I was described recently as “an analogue man floundering in a digital world”. In so far as I was able to attach any meaning to this doubtless clever remark, I did not sense that I had been paid a compliment, probably because it was delivered with a self-satisfied smirk and a top-dressing of contempt.
The reality of what had been said was brought home to me shortly afterwards when we developed a fault on our telephone land-line, the details of which don’t matter and anyway are of even less interest to you than they were to TalkTalk. Gone are the days when in such a situation you could pop round next door and beg the use of their rotary-dial ’phone (remember those?) and get onto the GPO (remember them?) and wait with the kettle on for a thirsty “engineer”.
Mrs Croft, a more persistent user of the telephone than me, sprang into action only to discover that no-one at TalkTalk would deal with her because the account is in my name – a blatant affront to the feminist principles I have cherished for so long. Up steps the master of the house. I am directed to a website where I find myself in a “chat room”, a new experience for me, analogue man that I am. I had thought that chat rooms were shady places where paedophiles, terrorists and teenagers are accustomed to congregate to plan their weekends, unsupervised by MI5. I was nervous.

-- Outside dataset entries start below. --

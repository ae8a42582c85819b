//! Command handlers behind the shell registry.

use std::collections::HashMap;

use dialoguer::{theme::ColorfulTheme, Confirm, Input, Select};

use crate::{
    advice::{self, AdviceSnapshot, GeminiClient},
    cli::{
        context::{CommandError, CommandResult, LoopControl, ShellContext},
        output,
        registry::{CommandEntry, CommandRegistry},
    },
    domain::{BudgetCategory, Direction, IncomeClass, NamedEntity, TransactionDraft},
    engine::{parse_amount, validate_percentages, percentage_sum},
};

pub fn default_registry() -> CommandRegistry {
    let mut registry = CommandRegistry::new();
    registry.register(CommandEntry::new(
        "help",
        "List commands or show usage for one",
        "help [command]",
        cmd_help,
    ));
    registry.register(CommandEntry::new(
        "income",
        "Set the declared monthly income",
        "income <amount>",
        cmd_income,
    ));
    registry.register(CommandEntry::new(
        "add",
        "Record an income or expense transaction",
        "add <income|expense> <amount> <description...> [--account <id>] [--category <id>] [--class <E|S|B|I|P>]",
        cmd_add,
    ));
    registry.register(CommandEntry::new(
        "delete",
        "Delete a transaction and reverse its balance effect",
        "delete <transaction-id>",
        cmd_delete,
    ));
    registry.register(CommandEntry::new(
        "budget",
        "Show or edit envelope percentages (staged until `budget save`)",
        "budget [set <id> <pct> | rename <id> <name...> | add <name> [pct] | remove <id> | save | discard]",
        cmd_budget,
    ));
    registry.register(CommandEntry::new(
        "summary",
        "Per-envelope allocation, spend, and remainder",
        "summary",
        cmd_summary,
    ));
    registry.register(CommandEntry::new(
        "accounts",
        "List account balances",
        "accounts",
        cmd_accounts,
    ));
    registry.register(CommandEntry::new(
        "history",
        "List transactions, newest first",
        "history",
        cmd_history,
    ));
    registry.register(CommandEntry::new(
        "advice",
        "Ask the AI advisor about the current budget",
        "advice",
        cmd_advice,
    ));
    registry.register(CommandEntry::new(
        "exit",
        "Leave the shell",
        "exit",
        cmd_exit,
    ));
    registry
}

fn cmd_help(context: &mut ShellContext, args: &[&str]) -> CommandResult {
    if let Some(name) = args.first() {
        match context.registry().get(&name.to_lowercase()) {
            Some(entry) => {
                output::info(format!("{} - {}", entry.name, entry.description));
                output::info(format!("Usage: {}", entry.usage));
            }
            None => context.suggest_command(name),
        }
        return Ok(LoopControl::Continue);
    }

    let rows: Vec<Vec<String>> = context
        .registry()
        .list()
        .iter()
        .map(|entry| vec![entry.name.to_string(), entry.description.to_string()])
        .collect();
    output::render_table(&["Command", "Description"], &rows);
    Ok(LoopControl::Continue)
}

fn cmd_income(context: &mut ShellContext, args: &[&str]) -> CommandResult {
    let Some(raw) = args.first() else {
        return Err(CommandError::InvalidArguments(
            "income expects an amount".into(),
        ));
    };
    let amount = parse_amount(raw);
    context.engine.set_income(amount)?;
    output::success(format!(
        "Monthly income set to {}",
        output::format_vnd(amount)
    ));
    Ok(LoopControl::Continue)
}

fn cmd_add(context: &mut ShellContext, args: &[&str]) -> CommandResult {
    let (positional, flags) = split_flags(args)?;
    let mut positional = positional.into_iter();

    let direction = match positional.next() {
        Some("income") => Direction::Income,
        Some("expense") => Direction::Expense,
        _ => {
            return Err(CommandError::InvalidArguments(
                "add expects `income` or `expense` first".into(),
            ))
        }
    };
    let amount = positional
        .next()
        .map(parse_amount)
        .ok_or_else(|| CommandError::InvalidArguments("add expects an amount".into()))?;
    let mut description = positional.collect::<Vec<_>>().join(" ");
    if description.trim().is_empty() && context.is_interactive() {
        description = Input::<String>::with_theme(&ColorfulTheme::default())
            .with_prompt("Description")
            .interact_text()?;
    }

    let account_id = match flags.get("account") {
        Some(id) => id.to_string(),
        None => pick_account(context)?,
    };

    let mut draft = TransactionDraft {
        amount,
        description,
        direction,
        account_id,
        category_id: None,
        income_class: None,
        date: None,
    };

    match direction {
        Direction::Expense => {
            draft.category_id = Some(match flags.get("category") {
                Some(id) => id.to_string(),
                None => pick_category(context)?,
            });
        }
        Direction::Income => {
            draft.income_class = match flags.get("class") {
                Some(raw) => Some(
                    raw.parse::<IncomeClass>()
                        .map_err(CommandError::InvalidArguments)?,
                ),
                None => pick_income_class(context)?,
            };
        }
    }

    let id = context.engine.add_transaction(draft)?;
    output::success(format!("Transaction recorded ({})", id));
    Ok(LoopControl::Continue)
}

fn cmd_delete(context: &mut ShellContext, args: &[&str]) -> CommandResult {
    let Some(id) = args.first() else {
        return Err(CommandError::InvalidArguments(
            "delete expects a transaction id".into(),
        ));
    };

    if context.is_interactive() {
        if let Some(txn) = context.engine.state().transaction(id) {
            let prompt = format!(
                "Delete `{}` ({})?",
                txn.description,
                output::format_vnd(txn.amount)
            );
            let confirmed = Confirm::with_theme(&ColorfulTheme::default())
                .with_prompt(prompt)
                .default(false)
                .interact()?;
            if !confirmed {
                return Err(CommandError::Aborted("Deletion cancelled.".into()));
            }
        }
    }

    if context.engine.delete_transaction(id)? {
        output::success(format!("Transaction {} deleted.", id));
    } else {
        output::info(format!("No transaction with id {}.", id));
    }
    Ok(LoopControl::Continue)
}

fn cmd_budget(context: &mut ShellContext, args: &[&str]) -> CommandResult {
    match args.first().copied() {
        None | Some("show") => show_budget(context),
        Some("set") => {
            let (id, pct) = match (args.get(1), args.get(2)) {
                (Some(id), Some(pct)) => (id.to_string(), parse_amount(pct)),
                _ => {
                    return Err(CommandError::InvalidArguments(
                        "budget set expects an envelope id and a percentage".into(),
                    ))
                }
            };
            let draft = draft_mut(context);
            let Some(envelope) = draft.iter_mut().find(|c| c.id == id) else {
                return Err(CommandError::InvalidArguments(format!(
                    "no envelope with id {} in the draft",
                    id
                )));
            };
            envelope.percentage = pct;
            show_budget(context)
        }
        Some("rename") => {
            let Some(id) = args.get(1).map(|id| id.to_string()) else {
                return Err(CommandError::InvalidArguments(
                    "budget rename expects an envelope id and a new name".into(),
                ));
            };
            let name = args[2..].join(" ");
            if name.trim().is_empty() {
                return Err(CommandError::InvalidArguments(
                    "budget rename expects a new name".into(),
                ));
            }
            let draft = draft_mut(context);
            let Some(envelope) = draft.iter_mut().find(|c| c.id == id) else {
                return Err(CommandError::InvalidArguments(format!(
                    "no envelope with id {} in the draft",
                    id
                )));
            };
            envelope.name = name;
            show_budget(context)
        }
        Some("add") => {
            let Some(name) = args.get(1) else {
                return Err(CommandError::InvalidArguments(
                    "budget add expects an envelope name".into(),
                ));
            };
            let mut envelope = BudgetCategory::custom(*name);
            if let Some(pct) = args.get(2) {
                envelope.percentage = parse_amount(pct);
            }
            draft_mut(context).push(envelope);
            show_budget(context)
        }
        Some("remove") => {
            let Some(id) = args.get(1).map(|id| id.to_string()) else {
                return Err(CommandError::InvalidArguments(
                    "budget remove expects an envelope id".into(),
                ));
            };
            let draft = draft_mut(context);
            let Some(envelope) = draft.iter().find(|c| c.id == id) else {
                return Err(CommandError::InvalidArguments(format!(
                    "no envelope with id {} in the draft",
                    id
                )));
            };
            if !envelope.is_deletable() {
                return Err(CommandError::InvalidArguments(format!(
                    "envelope `{}` is a seeded fund and cannot be removed",
                    envelope.name
                )));
            }
            draft.retain(|c| c.id != id);
            show_budget(context)
        }
        Some("save") => {
            let Some(draft) = context.budget_draft.clone() else {
                output::info("No staged envelope changes.");
                return Ok(LoopControl::Continue);
            };
            context.engine.replace_categories(draft)?;
            context.budget_draft = None;
            output::success("Envelope percentages saved.");
            Ok(LoopControl::Continue)
        }
        Some("discard") => {
            if context.budget_draft.take().is_some() {
                output::info("Staged envelope changes discarded.");
            } else {
                output::info("No staged envelope changes.");
            }
            Ok(LoopControl::Continue)
        }
        Some(other) => Err(CommandError::InvalidArguments(format!(
            "unknown budget subcommand `{}`",
            other
        ))),
    }
}

fn show_budget(context: &mut ShellContext) -> CommandResult {
    let staged = context.budget_draft.is_some();
    let envelopes: Vec<BudgetCategory> = context
        .budget_draft
        .clone()
        .unwrap_or_else(|| context.engine.state().categories.clone());

    let rows: Vec<Vec<String>> = envelopes
        .iter()
        .map(|envelope| {
            vec![
                envelope.id.clone(),
                envelope.name.clone(),
                envelope.kind.to_string(),
                format!("{}%", envelope.percentage),
            ]
        })
        .collect();
    output::section(if staged {
        "Budget envelopes (staged, not saved)"
    } else {
        "Budget envelopes"
    });
    output::render_table(&["ID", "Name", "Kind", "Percent"], &rows);

    let sum = percentage_sum(&envelopes);
    match validate_percentages(&envelopes) {
        Ok(()) => output::success(format!("Total allocation: {}%", sum)),
        Err(_) => output::warning(format!(
            "Total allocation: {}%; must equal 100% before `budget save`",
            sum
        )),
    }
    Ok(LoopControl::Continue)
}

fn cmd_summary(context: &mut ShellContext, _args: &[&str]) -> CommandResult {
    let width = output::bar_width();
    let summary = context.engine.budget_summary();

    output::section("Spending by envelope");
    for row in &summary {
        println!(
            "{:<16} {:>14} / {:<14} {}",
            row.category.name,
            output::format_vnd(row.spent),
            output::format_vnd(row.allocated),
            output::progress_bar(row.spent, row.allocated, width),
        );
        if row.remaining < 0.0 {
            output::warning(format!(
                "  over budget by {}",
                output::format_vnd(-row.remaining)
            ));
        }
    }

    let totals = context.engine.totals();
    output::section("Totals");
    output::info(format!(
        "Recorded income:  {}",
        output::format_vnd(totals.total_income)
    ));
    output::info(format!(
        "Recorded expense: {}",
        output::format_vnd(totals.total_expense)
    ));
    output::info(format!(
        "Total balance:    {}",
        output::format_vnd(totals.total_balance)
    ));
    output::info(format!(
        "Allocation total: {}%",
        totals.total_allocation_percentage
    ));
    Ok(LoopControl::Continue)
}

fn cmd_accounts(context: &mut ShellContext, _args: &[&str]) -> CommandResult {
    let state = context.engine.state();
    let rows: Vec<Vec<String>> = state
        .accounts
        .iter()
        .map(|account| {
            vec![
                account.id.clone(),
                account.name.clone(),
                account.kind.to_string(),
                output::format_vnd(account.balance),
            ]
        })
        .collect();
    output::render_table(&["ID", "Name", "Kind", "Balance"], &rows);
    output::info(format!(
        "Total balance: {}",
        output::format_vnd(context.engine.totals().total_balance)
    ));
    Ok(LoopControl::Continue)
}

So began a prolonged “chat” with someone with a unlikely name and an irritating propensity to address me by my Christian name with a frequency that quickly became tiresome. Why we could not speak on the telephone – we are after all talking about a company that provides a telephone service – is hard to fathom. This chat went on for well over an hour, but luckily Mrs Croft was on hand and we took it in shifts to enable coffee breaks, comfort breaks and so on, so they were dealing with a non-account-holder, but they didn’t know it. When I demanded to speak to a human being on the telephone I was asked when I would like to do this, to which my answer was IMMEDIATELY. I was told that I could expect a call between two and four in the afternoon.
I explained that as I have a hearing impairment – we are not allowed to say “deaf” any more – it would be helpful if our account could be in joint names so that in future they could deal with Mrs Croft. No, impossible; they don’t “do” joint accounts. They are, however, quite happy to accept payment of their bills by way of our joint bank account. They would, on the other hand, issue Mrs Croft with a top secret “guest” password for use “going forward”, and they would be prepared to speak to Mrs Croft at once if I authorised it. This I did. I wonder what happens when an account holder dies, not having nominated a guest.
And just as well that I did. We were instructed to dismantle the junction box on the wall where the wires come in and to fiddle about inside it while they monitored things at their end. I delegated this process to Mrs Croft as she has a Doctor of Science degree whereas all I have is “O” level chemistry (grade 6). After about an hour of highly technical fiddling about and much swearing like a docker on the part of my better half, the problem was declared sorted.
The result was that our broadband service had disappeared, but thanks to Mrs C’s fine doctoral qualification, it was restored leaving us with the same telephone line fault that had started the whole process. I am tempted to dump the landline altogether, but of course our mobile ‘phones don’t work so well in the house – whether because of thick walls (our fault) or poor service in a rural area (not TalkTalk’s, you can be sure of that).
So, what to do? We could ditch the whole TalkTalk deal and go back to BT in the hope that there are still people there who were trained by the GPO and that remnants of that culture have survived. If there are any retired GPO linesmen reading this and interested in a private arrangement, please get in touch. It’s good to talk.